One way the business is aiming to boost investment performance is through better connecting portfolio managers in different regions to make sure they have the edge they need, Russo said. 

“Things that we see in the supply chain in Asia, because we’re on the ground there, have an impact on our US investments because we understand what’s about to come down the pipe,” he said as an example. 

Russo and his teams are also looking at the possibility for new products.

He said that while the business has no immediate plans to launch an exchange-traded fund, they are tracking how the active equity ETF market develops. “We’re watching this very carefully, and I would expect us to be a player as that market develops,” he said. Last year, the active manager AllianceBernstein launched its first actively managed ETFs and has been pushing further into alternatives.

This year, Lazard bought a $3.8 billion firm that provides advice and investment management to family offices and integrated it into the firm’s private client business. Ryan’s team is also looking to go after more of the independent wealth management space, catering to standalone registered investment advisory firms, where Lazard has “just scratched the surface” in reaching.  

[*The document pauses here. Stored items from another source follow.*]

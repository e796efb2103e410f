//! A track is the subscriber-side view of a subscription, split into a writer and reader handle.
//!
//! The session feeds received objects into the [TrackWriter]; the application
//! consumes them from the [TrackReader] in arrival order. No cross-stream
//! ordering is promised; rely on the (group, object) sequence numbers or a
//! dejitter buffer to reorder.
use std::{
	collections::{HashMap, VecDeque},
	fmt,
	ops::Deref,
	sync::Arc,
};

use crate::message::AbsoluteLocation;
use crate::util::Watch;

use super::{Object, ObjectReader, ObjectWriter, ServeError};

/// Static information about a track.
#[derive(Debug, Clone, PartialEq)]
pub struct Track {
	pub namespace: String,
	pub name: String,
}

impl Track {
	pub fn new(namespace: &str, name: &str) -> Self {
		Self {
			namespace: namespace.to_string(),
			name: name.to_string(),
		}
	}

	pub fn produce(self) -> (TrackWriter, TrackReader) {
		let state = Watch::new(State::default());
		let info = Arc::new(self);

		let writer = TrackWriter {
			state: state.clone(),
			info: info.clone(),
		};
		let reader = TrackReader { state, info };

		(writer, reader)
	}
}

struct State {
	// Received objects that have not been handed to the application yet.
	objects: VecDeque<ObjectReader>,

	// Objects whose payload is still in flight, for cleanup and uniqueness.
	open: HashMap<(u64, u64), Watch<super::object::State>>,

	latest: Option<AbsoluteLocation>,

	closed: Result<(), ServeError>,
}

impl Default for State {
	fn default() -> Self {
		Self {
			objects: Default::default(),
			open: Default::default(),
			latest: None,
			closed: Ok(()),
		}
	}
}

/// Feeds received objects into a track.
pub struct TrackWriter {
	state: Watch<State>,
	pub info: Arc<Track>,
}

impl TrackWriter {
	/// Create a source for a newly received object.
	///
	/// The (group, object) pair must be unique until the object completes.
	pub fn create(&mut self, object: Object) -> Result<ObjectWriter, ServeError> {
		let key = (object.group_id, object.object_id);
		let location = AbsoluteLocation::new(object.group_id, object.object_id);

		let mut state = self.state.lock_mut();
		state.closed.clone()?;

		// Completed objects release their key.
		state.open.retain(|_, shared| !shared.lock().is_complete());

		if state.open.contains_key(&key) {
			return Err(ServeError::Duplicate);
		}

		let (writer, reader) = object.produce();
		state.open.insert(key, writer.shared());
		state.objects.push_back(reader);

		if state.latest.map(|prev| prev < location).unwrap_or(true) {
			state.latest = Some(location);
		}

		Ok(writer)
	}

	/// Close the track, aborting every object still in flight.
	pub fn close(&mut self, err: ServeError) -> Result<(), ServeError> {
		let open = {
			let mut state = self.state.lock_mut();
			state.closed.clone()?;
			state.closed = Err(err.clone());
			state.open.drain().map(|(_, shared)| shared).collect::<Vec<_>>()
		};

		for shared in open {
			shared.lock_mut().abort(err.clone());
		}

		Ok(())
	}

	pub fn closed(&self) -> Result<(), ServeError> {
		self.state.lock().closed.clone()
	}
}

impl Deref for TrackWriter {
	type Target = Track;

	fn deref(&self) -> &Self::Target {
		&self.info
	}
}

impl Drop for TrackWriter {
	fn drop(&mut self) {
		self.close(ServeError::Done).ok();
	}
}

impl fmt::Debug for TrackWriter {
	fn fmt(&self, f: &mut fmt::Formatter<'_>) -> fmt::Result {
		f.debug_struct("TrackWriter").field("info", &self.info).finish()
	}
}

/// Receives the objects of a track in arrival order.
pub struct TrackReader {
	state: Watch<State>,
	pub info: Arc<Track>,
}

impl TrackReader {
	/// Block until the next object arrives, or None when the track ends.
	pub async fn next(&mut self) -> Result<Option<ObjectReader>, ServeError> {
		loop {
			let notify = {
				let state = self.state.lock();

				if !state.objects.is_empty() {
					return Ok(state.into_mut().objects.pop_front());
				}

				match &state.closed {
					Ok(()) => state.changed(),
					Err(ServeError::Done) => return Ok(None),
					Err(err) => return Err(err.clone()),
				}
			};

			notify.await
		}
	}

	/// The largest location received so far on this track.
	pub fn latest(&self) -> Option<AbsoluteLocation> {
		self.state.lock().latest
	}
}

impl Deref for TrackReader {
	type Target = Track;

	fn deref(&self) -> &Self::Target {
		&self.info
	}
}

impl fmt::Debug for TrackReader {
	fn fmt(&self, f: &mut fmt::Formatter<'_>) -> fmt::Result {
		f.debug_struct("TrackReader").field("info", &self.info).finish()
	}
}

#[cfg(test)]
mod test {
	use super::*;
	use crate::data::ObjectStatus;
	use bytes::Bytes;

	fn object(group_id: u64, object_id: u64) -> Object {
		Object {
			group_id,
			object_id,
			priority: 0,
			status: ObjectStatus::Normal,
			size: None,
		}
	}

	#[tokio::test]
	async fn arrival_order() {
		let (mut writer, mut reader) = Track::new("ns", "t").produce();

		let first = writer.create(object(1, 0)).unwrap();
		let second = writer.create(object(0, 0)).unwrap();
		first.finish().unwrap();
		second.finish().unwrap();

		// Objects are delivered in arrival order, not sequence order.
		assert_eq!(reader.next().await.unwrap().unwrap().group_id, 1);
		assert_eq!(reader.next().await.unwrap().unwrap().group_id, 0);
		assert_eq!(reader.latest(), Some(AbsoluteLocation::new(1, 0)));
	}

	#[tokio::test]
	async fn duplicate_until_complete() {
		let (mut writer, _reader) = Track::new("ns", "t").produce();

		let first = writer.create(object(0, 0)).unwrap();
		assert_eq!(writer.create(object(0, 0)).unwrap_err(), ServeError::Duplicate);

		// Completion releases the key.
		first.finish().unwrap();
		writer.create(object(0, 0)).unwrap();
	}

	#[tokio::test]
	async fn close_aborts_open_objects() {
		let (mut writer, mut reader) = Track::new("ns", "t").produce();

		let mut open = writer.create(object(0, 0)).unwrap();
		open.write(Bytes::from_static(b"partial")).await.unwrap();

		let mut source = reader.next().await.unwrap().unwrap();
		writer.close(ServeError::Closed(404)).unwrap();

		assert_eq!(source.payload().await, Err(ServeError::Closed(404)));
		assert!(matches!(reader.next().await, Err(ServeError::Closed(404))));
	}
}
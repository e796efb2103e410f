//! The frames sent over unidirectional data streams and datagrams.
//!
//! Every data stream starts with one of three headers, deciding how many
//! objects it carries: a single object, a group of objects, or every group
//! of a track. Datagrams carry exactly one object each.
mod datagram;
mod group;
mod object;
mod status;
mod track;

pub use datagram::*;
pub use group::*;
pub use object::*;
pub use status::*;
pub use track::*;

use crate::coding::{Decode, DecodeError, Encode, EncodeError};

/// The header starting a unidirectional data stream.
#[derive(Clone, Debug, PartialEq)]
pub enum Header {
	/// One object per stream.
	Object(ObjectHeader),

	/// Every group of the track on one stream.
	Track(TrackHeader),

	/// One group per stream.
	Group(GroupHeader),
}

impl Decode for Header {
	fn decode<R: bytes::Buf>(r: &mut R) -> Result<Self, DecodeError> {
		let t = u64::decode(r)?;

		match t {
			0x0 => Ok(Self::Object(ObjectHeader::decode(r)?)),
			0x50 => Ok(Self::Track(TrackHeader::decode(r)?)),
			0x51 => Ok(Self::Group(GroupHeader::decode(r)?)),
			// An unknown header type poisons the entire session, not just this stream.
			_ => Err(DecodeError::InvalidStreamHeader(t)),
		}
	}
}

impl Encode for Header {
	fn encode<W: bytes::BufMut>(&self, w: &mut W) -> Result<(), EncodeError> {
		match self {
			Self::Object(header) => {
				0x0_u64.encode(w)?;
				header.encode(w)
			}
			Self::Track(header) => {
				0x50_u64.encode(w)?;
				header.encode(w)
			}
			Self::Group(header) => {
				0x51_u64.encode(w)?;
				header.encode(w)
			}
		}
	}
}

impl Header {
	pub fn subscribe_id(&self) -> u64 {
		match self {
			Self::Object(header) => header.subscribe_id,
			Self::Track(header) => header.subscribe_id,
			Self::Group(header) => header.subscribe_id,
		}
	}

	pub fn track_alias(&self) -> u64 {
		match self {
			Self::Object(header) => header.track_alias,
			Self::Track(header) => header.track_alias,
			Self::Group(header) => header.track_alias,
		}
	}

	pub fn priority(&self) -> u8 {
		match self {
			Self::Object(header) => header.priority,
			Self::Track(header) => header.priority,
			Self::Group(header) => header.priority,
		}
	}
}

impl From<ObjectHeader> for Header {
	fn from(header: ObjectHeader) -> Self {
		Self::Object(header)
	}
}

impl From<TrackHeader> for Header {
	fn from(header: TrackHeader) -> Self {
		Self::Track(header)
	}
}

impl From<GroupHeader> for Header {
	fn from(header: GroupHeader) -> Self {
		Self::Group(header)
	}
}

/// How an object is framed and which stream it shares with other objects.
#[derive(Clone, Copy, Debug, PartialEq, Eq)]
pub enum ForwardPreference {
	/// One object per stream.
	Object,

	/// Every object in the group shares a stream.
	Group,

	/// Every object in the track shares a stream.
	Track,

	/// One object per datagram.
	Datagram,
}

#[cfg(test)]
mod test {
	use super::*;
	use std::io::Cursor;

	#[test]
	fn header_round_trip() {
		let headers: Vec<Header> = vec![
			ObjectHeader {
				subscribe_id: 1,
				track_alias: 1,
				group_id: 0,
				object_id: 0,
				priority: 128,
				status: ObjectStatus::Normal,
			}
			.into(),
			TrackHeader {
				subscribe_id: 2,
				track_alias: 3,
				priority: 64,
			}
			.into(),
			GroupHeader {
				subscribe_id: 2,
				track_alias: 2,
				group_id: 5,
				priority: 64,
			}
			.into(),
		];

		for header in headers {
			let mut buf = Vec::new();
			header.encode(&mut buf).unwrap();
			assert_eq!(Header::decode(&mut Cursor::new(&buf)).unwrap(), header);
		}
	}

	#[test]
	fn sub_header_status() {
		// A zero size carries a status instead of a payload.
		let object = GroupObject {
			object_id: 1,
			size: 0,
			status: ObjectStatus::EndOfGroup,
		};

		let mut buf = Vec::new();
		object.encode(&mut buf).unwrap();
		assert_eq!(buf, vec![0x01, 0x00, 0x02]);
		assert_eq!(GroupObject::decode(&mut Cursor::new(&buf)).unwrap(), object);

		let object = TrackObject {
			group_id: 5,
			object_id: 0,
			size: 3,
			status: ObjectStatus::Normal,
		};

		let mut buf = Vec::new();
		object.encode(&mut buf).unwrap();
		assert_eq!(buf, vec![0x05, 0x00, 0x03]);
		assert_eq!(TrackObject::decode(&mut Cursor::new(&buf)).unwrap(), object);
	}

	#[test]
	fn status_gating() {
		let mut buf = Vec::new();
		1u64.encode(&mut buf).unwrap(); // object id
		0u64.encode(&mut buf).unwrap(); // size
		4u64.encode(&mut buf).unwrap(); // status out of range

		assert!(matches!(
			GroupObject::decode(&mut Cursor::new(&buf)),
			Err(DecodeError::InvalidObjectStatus(4))
		));
	}

	#[test]
	fn unknown_stream_header() {
		let mut buf = Vec::new();
		0x52_u64.encode(&mut buf).unwrap();

		assert!(matches!(
			Header::decode(&mut Cursor::new(&buf)),
			Err(DecodeError::InvalidStreamHeader(0x52))
		));
	}

	#[test]
	fn datagram_round_trip() {
		let datagram = Datagram {
			subscribe_id: 1,
			track_alias: 1,
			group_id: 2,
			object_id: 3,
			priority: 127,
			status: ObjectStatus::Normal,
			payload: bytes::Bytes::from_static(b"hello"),
		};

		let mut buf = Vec::new();
		datagram.encode(&mut buf).unwrap();
		assert_eq!(Datagram::decode(&mut Cursor::new(&buf)).unwrap(), datagram);
	}
}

Ryan has also overseen efforts to shake up the customer-relationship management system the distribution organization works on, a behind-the-scenes but critical move to try and better organize how the salesforce works on one uniform platform.

“Everybody keeps track of the same opportunities and contacts, and we can leverage those global relationships a lot better that way,” she said. The firm this year hired Larry Cohen, an AllianceBernstein veteran, as the new head of global technology and operations. 

For now, executives say the business is staying put even as analysts raise the possibility that the firm might one day sell it.

Russo echoed recent comments from Orszag during an industry conference, when Orszag said it made sense to keep the advisory and money management together.

“One might say that we’re the powerhouse of Lazard,” Russo said, noting the business represents more than two-thirds of the firm’s average operating income.

“I don’t see any of this changing in the near-term, similar to what Peter said, but of course, look — we’re a public company,” he said. “When you’re a public company, nothing is ever completely off the table.”